The recommendation of an Illinois Hearing Board is summarized below

The Administrator filed a one-count complaint  against Respondent, alleging that she failed to deposit her client’s settlement  funds into her client trust account and hold these funds separate from her own  property. The Complaint also alleged Respondent failed to promptly deliver these  funds to her client’s medical providers and failed to provide her client with a  written statement regarding the outcome of a contingency matter. In addition, it  was alleged that Respondent dishonestly used her client’s funds for her own  purposes and that her use of these funds constituted the criminal act of theft.  Although Respondent admitted that she improperly handled her client’s funds and  failed to provide her client with the written statement regarding the outcome of  the contingency matter as required by the Rules, she denied engaging in any  fraudulent, deceitful or dishonest conduct.

Although the majority of the Hearing Panel found  the Administrator proved by clear and convincing evidence that Respondent  engaged in the majority of the charged misconduct, it found the Administrator  failed to properly plead and prove that Respondent engaged in the criminal act  of theft. After considering the nature of Respondent’s misconduct, the  mitigating and aggravating evidence, and case law precedent, the majority  recommended Respondent be suspended from the practice of law for one year, with  the last six months stayed by a period of probation for one year, subject to  conditions.

The board majority view on the Administrator’s criminal theft charges

The Administrator bears the burden of proving  Respondent committed the underlying criminal act of theft in order to prove a  violation of Rule 8.4(b). As a result, we are dismayed at the Administrator’s  failure to plead in the Complaint that Respondent intended to permanently  deprive Mr. Akporido and/or Rehab and Pain Management of the use or benefit of  the funds. As stated above, proof of this element is necessary to establish she  engaged in the criminal act of theft. We strongly believe that if the  Administrator chooses to charge such a serious allegation of misconduct that  carries criminal connotations, he should, at the very least, ensure the factual  allegations pled in a complaint support the elements that constitute the  criminal offense at issue. This is especially the case when a respondent has  neither been charged with nor convicted of the offense. This assures that a  respondent receives proper notice of the charges against him/her.

A dissent on that point from committee member Stein

I think that the Administrator adequately pled his  charge that Respondent intended to deprive her client – Ayi Akporido – of some  $2,260 that he entrusted to her to pay his creditors. Disciplinary complaints  must “reasonably inform the attorney of the acts of misconduct he is alleged to  have committed.” Ill. Sup. Ct. R. 753(b). While no discipline can result from  uncharged misconduct, a disciplinary complaint “need not have the same  specificity as a criminal charge, and the Administrator need not plead every  fact []he intends to introduce in evidence.” In re Rice, 95 CH 210, M.R.  13391 (Mar. 21, 1997) (Review Bd. at 7) (citing In re Harris, 93 Ill. 2d  285, 292, 443 N.E.2d 557 (1982)).
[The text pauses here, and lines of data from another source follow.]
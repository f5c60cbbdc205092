//! Record service for customers.

use chrono::Utc;
use ladrillo_core::customer::{CreateCustomer, Customer, CustomerDraft, UpdateCustomer};
use ladrillo_core::error::CoreError;
use ladrillo_core::types::Id;
use uuid::Uuid;

use super::{map_customer_constraint, ServiceError, ServiceResult};
use crate::ordering::Ordering;
use crate::pagination::Page;
use crate::repositories::customer_repo::{CustomerFilter, CustomerOrder};
use crate::repositories::{CustomerRepo, UnitRepo};
use crate::DbPool;

pub struct CustomerService;

impl CustomerService {
    /// Validate and persist a new customer. rut/email uniqueness is
    /// enforced by the storage constraints and surfaced as a validation
    /// error on the conflicting field.
    pub async fn create(pool: &DbPool, input: CreateCustomer) -> ServiceResult<Customer> {
        let draft = CustomerDraft::from(input)
            .validated()
            .map_err(CoreError::Validation)?;
        let customer = draft.into_customer(Uuid::new_v4(), Utc::now());
        CustomerRepo::insert(pool, &customer)
            .await
            .map_err(map_customer_constraint)?;
        tracing::debug!(id = %customer.id, "customer created");
        Ok(customer)
    }

    pub async fn get(pool: &DbPool, id: Id) -> ServiceResult<Option<Customer>> {
        Ok(CustomerRepo::find_by_id(pool, id).await?)
    }

    /// Full replace: the payload is re-validated as a complete field set.
    pub async fn update(pool: &DbPool, id: Id, input: CreateCustomer) -> ServiceResult<Customer> {
        let existing = CustomerRepo::find_by_id(pool, id)
            .await?
            .ok_or_else(|| ServiceError::not_found("Customer", id))?;
        let draft = CustomerDraft::from(input)
            .validated()
            .map_err(CoreError::Validation)?;
        let customer = draft.into_customer(existing.id, existing.created_at);
        let matched = CustomerRepo::update(pool, &customer)
            .await
            .map_err(map_customer_constraint)?;
        if !matched {
            return Err(ServiceError::not_found("Customer", id));
        }
        Ok(customer)
    }

    /// Merge supplied keys over the existing record, then re-run full
    /// validation against the merged result.
    pub async fn partial_update(
        pool: &DbPool,
        id: Id,
        patch: UpdateCustomer,
    ) -> ServiceResult<Customer> {
        let existing = CustomerRepo::find_by_id(pool, id)
            .await?
            .ok_or_else(|| ServiceError::not_found("Customer", id))?;
        let draft = existing
            .draft()
            .apply(patch)
            .validated()
            .map_err(CoreError::Validation)?;
        let customer = draft.into_customer(existing.id, existing.created_at);
        let matched = CustomerRepo::update(pool, &customer)
            .await
            .map_err(map_customer_constraint)?;
        if !matched {
            return Err(ServiceError::not_found("Customer", id));
        }
        Ok(customer)
    }

    /// Delete the customer, detaching any units that reference it in the
    /// same transaction. Detached units revert to Available so the
    /// customer/status invariant keeps holding.
    pub async fn delete(pool: &DbPool, id: Id) -> ServiceResult<bool> {
        let mut tx = pool.begin().await?;
        let detached_units = UnitRepo::detach_customer(&mut *tx, id).await?;
        let deleted = CustomerRepo::delete(&mut *tx, id).await?;
        tx.commit().await?;
        if deleted {
            tracing::info!(%id, detached_units, "customer deleted");
        }
        Ok(deleted)
    }

    /// Pure pass-through to the repository; no validation involved.
    pub async fn list(
        pool: &DbPool,
        filter: &CustomerFilter,
        order: Ordering<CustomerOrder>,
        page: Page,
    ) -> ServiceResult<Vec<Customer>> {
        Ok(CustomerRepo::list(pool, filter, order, page).await?)
    }
}
//! Domain entities and the validation engine for the ladrillo backend.
//!
//! Pure logic, no database access. The db crate persists these types and
//! runs the drafts defined here before every write.

pub mod customer;
pub mod error;
pub mod project;
pub mod types;
pub mod unit;
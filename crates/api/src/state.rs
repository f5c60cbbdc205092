use std::sync::Arc;

use crate::config::ServerConfig;

/// Shared application state available to all Axum handlers via
/// `State<AppState>`. Cheaply cloneable.
#[derive(Clone)]
pub struct AppState {
    /// Database connection pool.
    pub pool: ladrillo_db::DbPool,
    /// Server configuration.
    pub config: Arc<ServerConfig>,
}
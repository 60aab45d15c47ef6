/// Sensor registry for the Metro Manila monitoring area.
///
/// Defines the canonical list of sensor stations, the default affected-area
/// polygon published with active threats, and the distance helpers the
/// client uses to pick sensors near the user. This is the single source of
/// truth for station ids: the sensor feed, the classifier's descriptions and
/// the client's nearby-sensor list all resolve names from here.

use crate::model::LatLng;

// ---------------------------------------------------------------------------
// Station metadata
// ---------------------------------------------------------------------------

#[derive(Debug, Clone, Copy, PartialEq, Eq)]
pub enum SensorKind {
    WaterLevel,
    WindSpeed,
}

/// Metadata for a single sensor station.
#[derive(Debug)]
pub struct Station {
    /// Stable id, as reported by the sensor feed.
    pub id: &'static str,
    /// Human-readable name used in threat descriptions.
    pub name: &'static str,
    pub location: LatLng,
    pub kind: SensorKind,
}

/// All monitored stations, roughly west to east.
pub static STATION_REGISTRY: &[Station] = &[
    Station {
        id: "manila-bay",
        name: "Manila Bay Station",
        location: LatLng::new(14.5995, 120.9842),
        kind: SensorKind::WaterLevel,
    },
    Station {
        id: "navotas",
        name: "Navotas Station",
        location: LatLng::new(14.6700, 120.9400),
        kind: SensorKind::WaterLevel,
    },
    Station {
        id: "roxas_boulevard_water",
        name: "Roxas Boulevard",
        location: LatLng::new(14.5895, 120.9752),
        kind: SensorKind::WaterLevel,
    },
    Station {
        id: "mabini_bridge_water",
        name: "Mabini St. Bridge",
        location: LatLng::new(14.6055, 120.9892),
        kind: SensorKind::WaterLevel,
    },
    Station {
        id: "quezon_blvd_wind",
        name: "Quezon Boulevard",
        location: LatLng::new(14.5955, 120.9792),
        kind: SensorKind::WindSpeed,
    },
    Station {
        id: "pasig-river",
        name: "Pasig River Station",
        location: LatLng::new(14.5700, 121.0000),
        kind: SensorKind::WaterLevel,
    },
    Station {
        id: "paranaque",
        name: "Parañaque Station",
        location: LatLng::new(14.4800, 121.0000),
        kind: SensorKind::WaterLevel,
    },
    Station {
        id: "marikina",
        name: "Marikina Station",
        location: LatLng::new(14.6500, 121.0500),
        kind: SensorKind::WaterLevel,
    },
];

/// Affected-area boundary published with active threats. Closed ring.
pub static METRO_MANILA_POLYGON: &[LatLng] = &[
    LatLng::new(14.75, 120.90),
    LatLng::new(14.75, 121.15),
    LatLng::new(14.40, 121.15),
    LatLng::new(14.40, 120.90),
    LatLng::new(14.75, 120.90),
];

/// Radius within which a station counts as "nearby" for a client.
pub const NEARBY_RADIUS_M: f64 = 10_000.0;

const EARTH_RADIUS_M: f64 = 6_371_000.0;

// ---------------------------------------------------------------------------
// Lookup
// ---------------------------------------------------------------------------

pub fn find_station(id: &str) -> Option<&'static Station> {
    STATION_REGISTRY.iter().find(|s| s.id == id)
}

/// Registry name for `id`, or the id itself for stations not (yet) in the
/// registry.
pub fn display_name(id: &str) -> &str {
    find_station(id).map(|s| s.name).unwrap_or(id)
}

// ---------------------------------------------------------------------------
// Distance
// ---------------------------------------------------------------------------

/// Great-circle distance in meters (haversine).
pub fn distance_m(a: LatLng, b: LatLng) -> f64 {
    let d_lat = (b.lat - a.lat).to_radians();
    let d_lng = (b.lng - a.lng).to_radians();
    let h = (d_lat / 2.0).sin().powi(2)
        + a.lat.to_radians().cos() * b.lat.to_radians().cos() * (d_lng / 2.0).sin().powi(2);
    let c = 2.0 * h.sqrt().atan2((1.0 - h).sqrt());
    EARTH_RADIUS_M * c
}

/// Stations within `radius_m` of `point`, nearest first.
pub fn nearby_stations(point: LatLng, radius_m: f64) -> Vec<(&'static Station, f64)> {
    let mut nearby: Vec<_> = STATION_REGISTRY
        .iter()
        .map(|s| (s, distance_m(point, s.location)))
        .filter(|(_, d)| *d < radius_m)
        .collect();
    nearby.sort_by(|a, b| a.1.total_cmp(&b.1));
    nearby
}

// ---------------------------------------------------------------------------
// Tests
// ---------------------------------------------------------------------------
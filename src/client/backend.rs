//! Where a client gets its status from and sends acknowledgments to.

use std::sync::Arc;
use std::time::Duration;

use serde_json::json;

use crate::model::{FetchError, HomeLocation, StoreError};
use crate::query::{StatusQuery, StatusResponse};
use crate::store::VersionedStore;
use crate::users::UserService;

const REQUEST_TIMEOUT: Duration = Duration::from_secs(15);

pub trait StatusBackend: Send + Sync {
    fn fetch_status(&self) -> Result<StatusResponse, FetchError>;

    fn mark_safe(&self, user_id: &str) -> Result<(), FetchError>;

    fn save_location(&self, user_id: &str, home: &HomeLocation) -> Result<(), FetchError>;
}

impl<B: StatusBackend + ?Sized> StatusBackend for Arc<B> {
    fn fetch_status(&self) -> Result<StatusResponse, FetchError> {
        (**self).fetch_status()
    }

    fn mark_safe(&self, user_id: &str) -> Result<(), FetchError> {
        (**self).mark_safe(user_id)
    }

    fn save_location(&self, user_id: &str, home: &HomeLocation) -> Result<(), FetchError> {
        (**self).save_location(user_id, home)
    }
}

// ---------------------------------------------------------------------------
// HTTP
// ---------------------------------------------------------------------------

/// Talks to a deployed HTTP surface, e.g. `http://localhost:8080/api/v1`.
pub struct HttpBackend {
    client: reqwest::blocking::Client,
    base_url: String,
}

impl HttpBackend {
    pub fn new(base_url: &str) -> Result<Self, FetchError> {
        let client = reqwest::blocking::Client::builder()
            .timeout(REQUEST_TIMEOUT)
            .build()?;
        Ok(Self {
            client,
            base_url: base_url.trim_end_matches('/').to_string(),
        })
    }

    fn url(&self, route: &str) -> String {
        format!("{}{}", self.base_url, route)
    }

    fn post(&self, route: &str, body: serde_json::Value) -> Result<(), FetchError> {
        let response = self.client.post(self.url(route)).json(&body).send()?;
        if !response.status().is_success() {
            return Err(FetchError::HttpError(response.status().as_u16()));
        }
        Ok(())
    }
}

impl StatusBackend for HttpBackend {
    fn fetch_status(&self) -> Result<StatusResponse, FetchError> {
        let response = self
            .client
            .get(self.url("/status"))
            .header("Accept", "application/json")
            .send()?;
        if !response.status().is_success() {
            return Err(FetchError::HttpError(response.status().as_u16()));
        }
        let body = response.text()?;
        serde_json::from_str(&body).map_err(|e| FetchError::ParseError(e.to_string()))
    }

    fn mark_safe(&self, user_id: &str) -> Result<(), FetchError> {
        self.post("/user/safe", json!({ "user_id": user_id }))
    }

    fn save_location(&self, user_id: &str, home: &HomeLocation) -> Result<(), FetchError> {
        self.post(
            "/user/location",
            json!({ "user_id": user_id, "home_location": home }),
        )
    }
}

// ---------------------------------------------------------------------------
// In-process
// ---------------------------------------------------------------------------

/// Calls the services directly against a store. Used by the CLI `watch`
/// command with a local store and by tests.
pub struct LocalBackend {
    query: StatusQuery,
    users: UserService,
}

impl LocalBackend {
    pub fn new(store: Arc<dyn VersionedStore>) -> Self {
        Self {
            query: StatusQuery::new(store.clone()),
            users: UserService::new(store),
        }
    }
}

fn store_to_fetch(err: StoreError) -> FetchError {
    match err {
        StoreError::HttpStatus { status, .. } => FetchError::HttpError(status),
        StoreError::Malformed { reason, .. } => FetchError::ParseError(reason),
        other => FetchError::Transport(other.to_string()),
    }
}

impl StatusBackend for LocalBackend {
    fn fetch_status(&self) -> Result<StatusResponse, FetchError> {
        Ok(self.query.current())
    }

    fn mark_safe(&self, user_id: &str) -> Result<(), FetchError> {
        self.users.mark_safe(user_id).map(|_| ()).map_err(store_to_fetch)
    }

    fn save_location(&self, user_id: &str, home: &HomeLocation) -> Result<(), FetchError> {
        self.users
            .save_location(user_id, home.clone())
            .map(|_| ())
            .map_err(store_to_fetch)
    }
}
The Complaint alleges that Respondent used the  balance of Mr. Akporido’s money “to pay her own personal and business expenses,  without authority” and without telling Mr. Akporido that she used his money “for  her own purposes” (Compl. at pars. 9-10). The Complaint also alleges that  Respondent’s actions consummated “the criminal offense of theft, in violation of  720 ILCS 5/16-1(a)(1)(A) and Rule 8.4(b) of the Illinois Rules of Professional  Conduct. . . .” (Compl. at par. 11(e)). These allegations gave Respondent  reasonable notice that she stood charged with theft.

In addition to adequately pleading theft, I believe  the Administrator proved this charge even though Respondent paid one of Mr.  Akporido’s creditors $500 of the $2,260 that her client owed. Returning some or all of another’s ill-gotten  property does not undo the intent to steal it.

I find it an uncomfortable result (at best) to see an accused attorney go free from discipline on what at most is a minor pleading defect.

Charges should be resolved on their merits, not on pleading technicalities, if we are to support the profession’s privilege of self regulation. (Mike Frisch)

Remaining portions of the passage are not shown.